- _WORK TASK_
All of the data must be printed exactly; please include every line.

- _PROVIDED RECORDS_

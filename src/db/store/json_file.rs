use std::path::PathBuf;

use async_trait::async_trait;
use tokio::sync::Mutex;
use tracing::debug;
use uuid::Uuid;

use super::{RequestStore, StoreError, StoreResult};
use crate::db::models::clearance::ClearanceRequest;

/// Keeps the whole collection as one JSON array in a single file.
///
/// Every mutation rewrites the full array, through a sibling temp file and a
/// rename so a crash never leaves a half-written collection behind.
#[derive(Debug)]
pub struct JsonFileStore {
    path: PathBuf,
    file_lock: Mutex<()>,
}

impl JsonFileStore {
    pub fn new(path: impl Into<PathBuf>) -> Self {
        Self {
            path: path.into(),
            file_lock: Mutex::new(()),
        }
    }

    async fn read_all(&self) -> StoreResult<Vec<ClearanceRequest>> {
        match tokio::fs::read(&self.path).await {
            Ok(bytes) if bytes.iter().all(u8::is_ascii_whitespace) => Ok(Vec::new()),
            Ok(bytes) => Ok(serde_json::from_slice(&bytes)?),
            Err(e) if e.kind() == std::io::ErrorKind::NotFound => Ok(Vec::new()),
            Err(e) => Err(e.into()),
        }
    }

    async fn write_all(&self, requests: &[ClearanceRequest]) -> StoreResult<()> {
        if let Some(parent) = self.path.parent().filter(|p| !p.as_os_str().is_empty()) {
            tokio::fs::create_dir_all(parent).await?;
        }
        let body = serde_json::to_vec_pretty(requests)?;
        let tmp = self.path.with_extension("json.tmp");
        tokio::fs::write(&tmp, body).await?;
        tokio::fs::rename(&tmp, &self.path).await?;
        debug!("Wrote {} requests to {}", requests.len(), self.path.display());
        Ok(())
    }
}

#[async_trait]
impl RequestStore for JsonFileStore {
    async fn list(&self) -> StoreResult<Vec<ClearanceRequest>> {
        let _guard = self.file_lock.lock().await;
        self.read_all().await
    }

    async fn get(&self, id: Uuid) -> StoreResult<Option<ClearanceRequest>> {
        let _guard = self.file_lock.lock().await;
        Ok(self.read_all().await?.into_iter().find(|r| r.id == id))
    }

    async fn insert(&self, request: &ClearanceRequest) -> StoreResult<()> {
        let _guard = self.file_lock.lock().await;
        let mut requests = self.read_all().await?;
        if requests.iter().any(|r| r.id == request.id) {
            return Err(StoreError::Duplicate(request.id));
        }
        requests.push(request.clone());
        self.write_all(&requests).await
    }

    async fn replace(&self, request: &ClearanceRequest) -> StoreResult<()> {
        let _guard = self.file_lock.lock().await;
        let mut requests = self.read_all().await?;
        let slot = requests
            .iter_mut()
            .find(|r| r.id == request.id)
            .ok_or(StoreError::Missing(request.id))?;
        *slot = request.clone();
        self.write_all(&requests).await
    }

    async fn ping(&self) -> StoreResult<()> {
        let _guard = self.file_lock.lock().await;
        self.read_all().await.map(|_| ())
    }
}

#[cfg(test)]
mod tests {
    use super::*;
    use crate::db::models::clearance::{ApproverRole, ClearanceType, RequestState};
    use crate::workflow::lifecycle::approve;
    use chrono::Utc;
    use tokio_test::{assert_err, assert_ok};

    fn sample(chain: &[ApproverRole]) -> ClearanceRequest {
        ClearanceRequest {
            id: Uuid::new_v4(),
            clearance_type: ClearanceType::LibraryClearance,
            user_id: "t-7".into(),
            user_name: "Hanna Tesfaye".into(),
            user_program: None,
            submitted_at: Utc::now(),
            state: RequestState::Pending { current: chain[0] },
            approval_chain: chain.to_vec(),
            approvals: Vec::new(),
            documents: vec!["borrowing-history.pdf".into()],
            priority: None,
            reason: None,
        }
    }

    #[tokio::test]
    async fn missing_file_reads_as_empty() {
        let dir = tempfile::tempdir().unwrap();
        let store = JsonFileStore::new(dir.path().join("nested").join("requests.json"));
        assert!(store.list().await.unwrap().is_empty());
        assert_ok!(store.ping().await);
    }

    #[tokio::test]
    async fn persists_whole_array_across_instances() {
        let dir = tempfile::tempdir().unwrap();
        let path = dir.path().join("requests.json");
        let store = JsonFileStore::new(&path);

        let first = sample(&[ApproverRole::Library, ApproverRole::Finance]);
        let second = sample(&[ApproverRole::Library]);
        store.insert(&first).await.unwrap();
        store.insert(&second).await.unwrap();
        assert_err!(store.insert(&first).await);

        let advanced = approve(&first, ApproverRole::Library, None, Utc::now()).unwrap();
        store.replace(&advanced).await.unwrap();

        let reopened = JsonFileStore::new(&path);
        let all = reopened.list().await.unwrap();
        assert_eq!(all.len(), 2);
        assert_eq!(all[0], advanced);
        assert_eq!(all[1], second);

        let raw: serde_json::Value =
            serde_json::from_str(&std::fs::read_to_string(&path).unwrap()).unwrap();
        assert_eq!(raw[0]["currentApprover"], "Finance");
        assert_eq!(raw[1]["status"], "Pending");
    }

    #[tokio::test]
    async fn replace_of_unknown_request_fails() {
        let dir = tempfile::tempdir().unwrap();
        let store = JsonFileStore::new(dir.path().join("requests.json"));
        let err = store.replace(&sample(&[ApproverRole::Library])).await.unwrap_err();
        assert!(matches!(err, StoreError::Missing(_)));
    }

    #[tokio::test]
    async fn corrupt_file_is_reported() {
        let dir = tempfile::tempdir().unwrap();
        let path = dir.path().join("requests.json");
        std::fs::write(&path, r#"[{"id": "not-a-request"}]"#).unwrap();
        let store = JsonFileStore::new(&path);
        assert!(matches!(store.list().await, Err(StoreError::Serialization(_))));
    }
}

- _SOLUTION FOR THIS EXERCISE_
filename src/db/store/json_file.rs
use std::path::PathBuf;

use async_trait::async_trait;
use tokio::sync::Mutex;
use tracing::debug;
use uuid::Uuid;

use super::{RequestStore, StoreError, StoreResult};
use crate::db::models::clearance::ClearanceRequest;

/// Keeps the whole collection as one JSON array in a single file.
///
/// Every mutation rewrites the full array, through a sibling temp file and a
/// rename so a crash never leaves a half-written collection behind.
#[derive(Debug)]
pub struct JsonFileStore {
    path: PathBuf,
    file_lock: Mutex<()>,
}

impl JsonFileStore {
    pub fn new(path: impl Into<PathBuf>) -> Self {
        Self {
            path: path.into(),
            file_lock: Mutex::new(()),
        }
    }

    async fn read_all(&self) -> StoreResult<Vec<ClearanceRequest>> {
        match tokio::fs::read(&self.path).await {
            Ok(bytes) if bytes.iter().all(u8::is_ascii_whitespace) => Ok(Vec::new()),
            Ok(bytes) => Ok(serde_json::from_slice(&bytes)?),
            Err(e) if e.kind() == std::io::ErrorKind::NotFound => Ok(Vec::new()),
            Err(e) => Err(e.into()),
        }
    }

    async fn write_all(&self, requests: &[ClearanceRequest]) -> StoreResult<()> {
        if let Some(parent) = self.path.parent().filter(|p| !p.as_os_str().is_empty()) {
            tokio::fs::create_dir_all(parent).await?;
        }
        let body = serde_json::to_vec_pretty(requests)?;
        let tmp = self.path.with_extension("json.tmp");
        tokio::fs::write(&tmp, body).await?;
        tokio::fs::rename(&tmp, &self.path).await?;
        debug!("Wrote {} requests to {}", requests.len(), self.path.display());
        Ok(())
    }
}

#[async_trait]
impl RequestStore for JsonFileStore {
    async fn list(&self) -> StoreResult<Vec<ClearanceRequest>> {
        let _guard = self.file_lock.lock().await;
        self.read_all().await
    }

    async fn get(&self, id: Uuid) -> StoreResult<Option<ClearanceRequest>> {
        let _guard = self.file_lock.lock().await;
        Ok(self.read_all().await?.into_iter().find(|r| r.id == id))
    }

    async fn insert(&self, request: &ClearanceRequest) -> StoreResult<()> {
        let _guard = self.file_lock.lock().await;
        let mut requests = self.read_all().await?;
        if requests.iter().any(|r| r.id == request.id) {
            return Err(StoreError::Duplicate(request.id));
        }
        requests.push(request.clone());
        self.write_all(&requests).await
    }

    async fn replace(&self, request: &ClearanceRequest) -> StoreResult<()> {
        let _guard = self.file_lock.lock().await;
        let mut requests = self.read_all().await?;
        let slot = requests
            .iter_mut()
            .find(|r| r.id == request.id)
            .ok_or(StoreError::Missing(request.id))?;
        *slot = request.clone();
        self.write_all(&requests).await
    }

    async fn ping(&self) -> StoreResult<()> {
        let _guard = self.file_lock.lock().await;
        self.read_all().await.map(|_| ())
    }
}

#[cfg(test)]
mod tests {
    use super::*;
    use crate::db::models::clearance::{ApproverRole, ClearanceType, RequestState};
    use crate::workflow::lifecycle::approve;
    use chrono::Utc;
    use tokio_test::{assert_err, assert_ok};

    fn sample(chain: &[ApproverRole]) -> ClearanceRequest {
        ClearanceRequest {
            id: Uuid::new_v4(),
            clearance_type: ClearanceType::LibraryClearance,
            user_id: "t-7".into(),
            user_name: "Hanna Tesfaye".into(),
            user_program: None,
            submitted_at: Utc::now(),
            state: RequestState::Pending { current: chain[0] },
            approval_chain: chain.to_vec(),
            approvals: Vec::new(),
            documents: vec!["borrowing-history.pdf".into()],
            priority: None,
            reason: None,
        }
    }

    #[tokio::test]
    async fn missing_file_reads_as_empty() {
        let dir = tempfile::tempdir().unwrap();
        let store = JsonFileStore::new(dir.path().join("nested").join("requests.json"));
        assert!(store.list().await.unwrap().is_empty());
        assert_ok!(store.ping().await);
    }

    #[tokio::test]
    async fn persists_whole_array_across_instances() {
        let dir = tempfile::tempdir().unwrap();
        let path = dir.path().join("requests.json");
        let store = JsonFileStore::new(&path);

        let first = sample(&[ApproverRole::Library, ApproverRole::Finance]);
        let second = sample(&[ApproverRole::Library]);
        store.insert(&first).await.unwrap();
        store.insert(&second).await.unwrap();
        assert_err!(store.insert(&first).await);

        let advanced = approve(&first, ApproverRole::Library, None, Utc::now()).unwrap();
        store.replace(&advanced).await.unwrap();

        let reopened = JsonFileStore::new(&path);
        let all = reopened.list().await.unwrap();
        assert_eq!(all.len(), 2);
        assert_eq!(all[0], advanced);
        assert_eq!(all[1], second);

        let raw: serde_json::Value =
            serde_json::from_str(&std::fs::read_to_string(&path).unwrap()).unwrap();
        assert_eq!(raw[0]["currentApprover"], "Finance");
        assert_eq!(raw[1]["status"], "Pending");
    }

    #[tokio::test]
    async fn replace_of_unknown_request_fails() {
        let dir = tempfile::tempdir().unwrap();
        let store = JsonFileStore::new(dir.path().join("requests.json"));
        let err = store.replace(&sample(&[ApproverRole::Library])).await.unwrap_err();
        assert!(matches!(err, StoreError::Missing(_)));
    }

    #[tokio::test]
    async fn corrupt_file_is_reported() {
        let dir = tempfile::tempdir().unwrap();
        let path = dir.path().join("requests.json");
        std::fs::write(&path, r#"[{"id": "not-a-request"}]"#).unwrap();
        let store = JsonFileStore::new(&path);
        assert!(matches!(store.list().await, Err(StoreError::Serialization(_))));
    }
}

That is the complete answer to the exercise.